Le chef de l’Etat ivoirien a toutes les chances d’être réélu pour un quatrième mandat lors de la présidentielle, le 25 octobre. Mais il n’a pas préparé sa succession
Les faits – Plus de 8,7 millions d’électeurs sont attendus aux urnes pour élire le prochain président de Côte d’Ivoire,
le 25 octobre prochain. Grandissime favori après l’élimination de ses principaux challengers – l’ex–patron du Crédit Suisse Tidjane Thiam et l’ancien président Laurent
Gbagbo, Alassane Ouattara briguera un quatrième mandat, à 83 ans.
Alassane Ouattara n’en finit plus de différer son départ à la retraite.
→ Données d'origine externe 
use ratatui::Frame;
use ratatui::style::Style;
use ratatui::widgets::{Block, Borders, Paragraph};

use crate::tui::app::{App, Mode, SidebarState};
use crate::tui::layout::Layout;
use crate::tui::widgets::{
    color::parse_color,
    confirm_delete::render_confirm_delete,
    filter_modal::render_filter_modal,
    filters_box::render_filters_box,
    form::render_problem_form,
    help::render_help,
    problem_list::render_problem_list,
    problem_view::render_problem_view,
    status_bar::render_status_bar,
};
use crate::utils::format_key_binding_for_display as fmt_key;

pub fn render(f: &mut Frame, app: &mut App, layout: &Layout) {
    // Outer border with the app title centered in the top border
    let active_theme = app.config.get_active_theme();
    let fg_color = parse_color(&active_theme.fg);
    let bg_color = parse_color(&active_theme.bg);
    let outer_block = Block::default()
        .borders(Borders::ALL)
        .title("LeetTrack")
        .title_alignment(ratatui::layout::Alignment::Center)
        .style(Style::default().fg(fg_color).bg(bg_color));
    f.render_widget(outer_block, f.area());

    // Everything below needs the visible subset; compute it once
    let visible = app.visible_problems();
    let selected = visible.get(app.ui.selected_index).cloned();
    let total_count = app.problems.len();

    // Sidebar
    if app.ui.sidebar_state == SidebarState::Expanded && layout.sidebar_area.width > 0 {
        render_problem_list(
            f,
            layout.sidebar_area,
            &visible,
            total_count,
            &mut app.ui.list_state,
            &app.config,
        );
    }

    // Main pane
    match app.ui.mode {
        Mode::Create => {
            // Split the borrows: the form needs &mut, the config only &
            let App {
                ref config,
                ref mut form,
                ..
            } = *app;
            if let Some(form) = form.as_mut() {
                render_problem_form(f, layout.main_area, form, config);
            }
        }
        _ => {
            // View / Search / Filter / Help all show the selected record
            // (overlays render on top afterwards)
            if let Some(ref problem) = selected {
                render_problem_view(f, layout.main_area, problem, &app.config, app.ui.detail_scroll);
            } else {
                let empty_text = if total_count == 0 {
                    "No problems yet. Press 'n' to create one."
                } else {
                    "No problems match the current filters."
                };
                let paragraph = Paragraph::new(empty_text)
                    .block(Block::default().borders(Borders::ALL).title("Problem"))
                    .style(Style::default().fg(fg_color));
                f.render_widget(paragraph, layout.main_area);
            }
        }
    }

    // Filters box
    let filter_summary = app.get_filter_summary();
    render_filters_box(f, layout.filters_area, &filter_summary, &app.config);

    // Overlays (after normal content)
    if app.ui.mode == Mode::Help {
        render_help(f, f.area(), &app.config);
    }

    if app.ui.mode == Mode::Filter {
        if let Some(ref form_state) = app.filter.form_state {
            render_filter_modal(f, f.area(), form_state, &app.config);
        }
    }

    if let Some(ref problem) = app.modals.delete_confirmation {
        render_confirm_delete(
            f,
            f.area(),
            problem,
            app.modals.delete_modal_selection,
            &app.config,
        );
    }

    // Status bar
    let key_hints = get_key_hints(app);
    render_status_bar(
        f,
        layout.status_area,
        app.status.message.as_ref(),
        &key_hints,
        &app.config,
    );
}

fn get_key_hints(app: &App) -> Vec<String> {
    let kb = &app.config.key_bindings;
    match app.ui.mode {
        Mode::Help => {
            vec![format!("Esc or {}: Exit help", fmt_key(&kb.help))]
        }
        Mode::Search => {
            vec![
                format!("Search: {}_", app.search.query),
                "Enter: Keep filter".to_string(),
                "Esc: Clear".to_string(),
            ]
        }
        Mode::Create => {
            vec![
                "Tab/Shift+Tab: Fields".to_string(),
                format!("{}: Save", fmt_key(&kb.save)),
                "↑/↓: Pick suggestion".to_string(),
                "Esc: Cancel".to_string(),
            ]
        }
        Mode::Filter => {
            vec![
                "Tab: Next field".to_string(),
                "Enter: Confirm".to_string(),
                "Esc: Close".to_string(),
            ]
        }
        Mode::View => {
            vec![
                format!("{}: Quit", fmt_key(&kb.quit)),
                format!("{}: New", fmt_key(&kb.new)),
                format!("{}: Edit", fmt_key(&kb.edit)),
                format!("{}: Delete", fmt_key(&kb.delete)),
                format!("{}: Search", fmt_key(&kb.search)),
                format!("{}: Filters", fmt_key(&kb.filter)),
                format!("{}: Fetch details", fmt_key(&kb.enrich)),
                format!("{}: Copy code", fmt_key(&kb.yank_code)),
                format!("{}: Sidebar", fmt_key(&kb.toggle_sidebar)),
                format!("{}: Help", fmt_key(&kb.help)),
            ]
        }
    }
}
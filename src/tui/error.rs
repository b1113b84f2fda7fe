use crate::store::StoreError;
use thiserror::Error;

#[derive(Debug, Error)]
pub enum TuiError {
    #[error("IO/Terminal error: {0}")]
    IoError(#[from] std::io::Error),

    #[error("Storage error: {0}")]
    StoreError(#[from] StoreError),

    #[error("Render error: {0}")]
    RenderError(String),
}
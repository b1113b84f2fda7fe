pub mod catalog;
pub mod cli;
pub mod config;
pub mod lookup;
pub mod models;
pub mod proxy;
pub mod remote;
pub mod store;
pub mod tui;
pub mod utils;

pub use catalog::Catalog;
pub use config::Config;
pub use models::{Difficulty, Problem};
pub use remote::RemoteClient;
pub use store::{JsonFileStore, MemoryStore, ProblemStore};
pub use utils::Profile;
Dans les premières semaines suivant son arrivée
au pouvoir en 2011, il confiait ne vouloir effectuer qu’un mandat avant de changer rapidement d’avis devant
l’ampleur de la tâche à accomplir pour redresser économiquement et socialement son pays.
Il avait ensuite promis de tirer sa révérence à l’issue de son second mandat en 2020, mais s’est ravisé après le
décès de son dauphin désigné, Amadou Gon Coulibaly.
Cette fois, il semble s’être laissé convaincre par les caciques de son parti, le Rassemblement des houphouëtistes pour la démocratie et la paix (RHDP), dont
la cohésion repose avant tout sur la conviction que leur président est le seul à les faire gagner.
<< Les années passées à la tête de notre pays m’ont fait comprendre que le devoir peut, parfois, transcender la parole donnée de bonne foi, a justifié le président ivoirien.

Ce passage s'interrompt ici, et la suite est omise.